Un nuovo inizio

1 DICEMBRE 2020

Questa parte del sito è basata su un tema apparentemente lontano dal vissuto dai ragazzi del nostro tempo: Dio.

Ciò non ci spaventa perché siamo sicuri che le provocazioni che vogliamo proporvi in questa sezione riguardano in maniera concreta l'esperienza di vita di ogni adolescente. Questa è la fase in cui bisogna prendere in mano la propria vita, cercando di rispondere alle cosiddette "domande esistenziali" che sorgono nel cuore di chi vuole seriamente mettersi in cammino.

Come oggi, primo dicembre, inizia l'avventura di questo sito, allo stesso modo, domenica scorsa sono iniziati il nuovo anno liturgico (cioè l'anno in cui la Chiesa, con la sua sapienza, ci permette di meditare i Misteri della vita di Cristo, tema che magari verrà affrontato prossimamente) e il tempo dell'Avvento. Questo periodo, l'Avvento, mette al centro l'attesa, e fa sì che possiamo soffermarci su varie parole che toccano concretamente la vita di ogni adolescente, come si diceva in apertura di articolo.

Le Letture di questa domenica permettono di farci riflettere su due temi molto belli e toccanti. Il primo punto sul quale vorrei soffermarmi è quello della lontananza da Dio. La Prima Lettura inizia con la domanda del profeta Isaia che dice: "Perché, Signore, ci lasci vagare lontano dalle tue vie e lasci indurire il nostro cuore, così che non ti tema?". Questa lontananza da Dio è un fatto che, da sempre, è presente nel mondo e, probabilmente, in molti casi, l'invocazione che il Profeta fa a Dio: "Se tu squarciassi i cieli e scendessi!" potrebbe essere anche quella dei ragazzi di oggi, i quali non riescono a credere a ciò che non vedono o che non riescono a percepire con i sensi. Questo è un problema della nostra società, la quale fa fatica a vivere ed a credere a tutto ciò che con i sensi non si riesce a percepire (basta pensare all'amore e alle relazioni sentimentali di questi tempi).
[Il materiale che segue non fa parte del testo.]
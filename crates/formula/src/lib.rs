//! # formula
//!
//! Declarative build-recipe interpreter.
//!
//! A recipe names a primary source archive (URL, version, SHA-256, optional
//! inline patch), optional sub-resources, build-time options and a smoke
//! test. This crate turns it into an installation:
//!
//! 1. Validate the recipe and apply the user's `--with-*`/`--without-*` flags
//! 2. Build a fully resolved [`CommandPlan`] (pure, deterministic)
//! 3. Stage each resource: fetch, verify, extract, patch
//! 4. Run the steps one by one, stopping at the first failure
//! 5. Record what was installed and run the smoke test
//!
//! ## Example
//!
//! ```
//! use formula::{InstallLayout, PlatformFacts, tcl_tk};
//!
//! let recipe = tcl_tk::recipe();
//! let mut options = recipe.option_set();
//! options.apply(["--with-threads"]).unwrap();
//!
//! let facts = PlatformFacts::new("linux", None, true);
//! let plan = recipe
//!     .plan(&options, &facts, &InstallLayout::new("/opt/tcl-tk"))
//!     .unwrap();
//!
//! assert_eq!(plan.primary().unwrap().name(), "tcl");
//! for resource in &plan.resources {
//!     for step in &resource.steps {
//!         println!("{}: {}", resource.name(), step);
//!     }
//! }
//! ```
//!
//! ## Testing
//!
//! [`fetch::MockFetcher`] serves archives from memory and
//! [`stage::DirStager`] serves pre-extracted trees, so the executor and
//! installer can be exercised without network access.

#![warn(missing_docs)]
#![warn(clippy::all)]

pub mod checksum;
pub mod error;
pub mod executor;
pub mod fetch;
pub mod install;
pub mod options;
pub mod plan;
pub mod platform;
pub mod recipe;
pub mod stage;
pub mod tcl_tk;
pub mod types;
pub mod verify;

pub use error::{Error, ErrorCategory, Result};
pub use executor::{ExecuteOptions, ExecutionObserver, ExecutionReport, Executor, NoProgress};
pub use fetch::{Fetcher, HttpFetcher, MockFetcher};
pub use install::{InstallOutcome, InstallRequest, Installer};
pub use options::{OptionSet, OptionSpec, ResolvedOptions, Warning};
pub use platform::{HostDependency, OsVersion, PatchGate, PlatformFacts};
pub use recipe::{Recipe, ResourceSpec, SmokeTest};
pub use stage::{ArchiveStager, DirStager, StagedSource, Stager};
pub use types::{
    BuildStep, CommandPlan, EnvOverlay, InstallLayout, InstallationRecord, ResourceDescriptor,
    ResourcePlan,
};
pub use verify::VerificationResult;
La testimonianza che vi vorrei dare in base alla mia esperienza di vita, ed anche alla luce di questo brano del profeta Isaia, come riportato nel testo: "Ma, Signore, tu sei nostro padre", è che noi, anche inconsapevolmente, abbiamo un Padre che ci ama sopra ogni cosa. Questa Sua paternità nei nostri confronti ci deve dare la certezza di essere amati da UN padre con un cuore talmente grande che ci lascia anche liberi di rinnegarlo e di allontanarci da Lui.

La seconda parola è quella della Vigilanza e dell'attesa, descritta nel brano evangelico presentatoci dalla liturgia di domenica (Marco 13,33-37). Queste due parole sono correlate e presenti nella vita di ognuno, a partire dalle cose più piccole. Pensiamo all'attesa di un evento a cui teniamo particolarmente, oppure a cose più grandi, come l'amore di coppia.

Gli atteggiamenti che toccano la nostra quotidianità non sono che un riflesso di quell'attesa e quella vigilanza che la Chiesa ci chiede di avere nei confronti della Venuta, sia quella che ricordiamo nel Natale, sia quella della fine dei tempi, durante la quale Gesù verrà in maniera definitiva a "rinnovare la faccia della terra". Tutti i momenti di attesa della nostra vita, quando saranno "soddisfatti", faranno spazio ad altre nuove attese, le quali, a loro volta, devono essere colmate.

La speranza che Gesù invada la nostra vita è l'unica che, una volta che si compirà, quando gli "apriremo la porta dei nostri cuori", permetterà di dare una risposta a molte di quelle domande che noi, inspiegabilmente, abbiamo nella nostra vita e nel nostro cuore. Inoltre, a questi interrogativi, in molti casi non siamo in grado di dargli un nome ed un Volto ben preciso.

Questo nome e questo volto è quello di Gesù Cristo.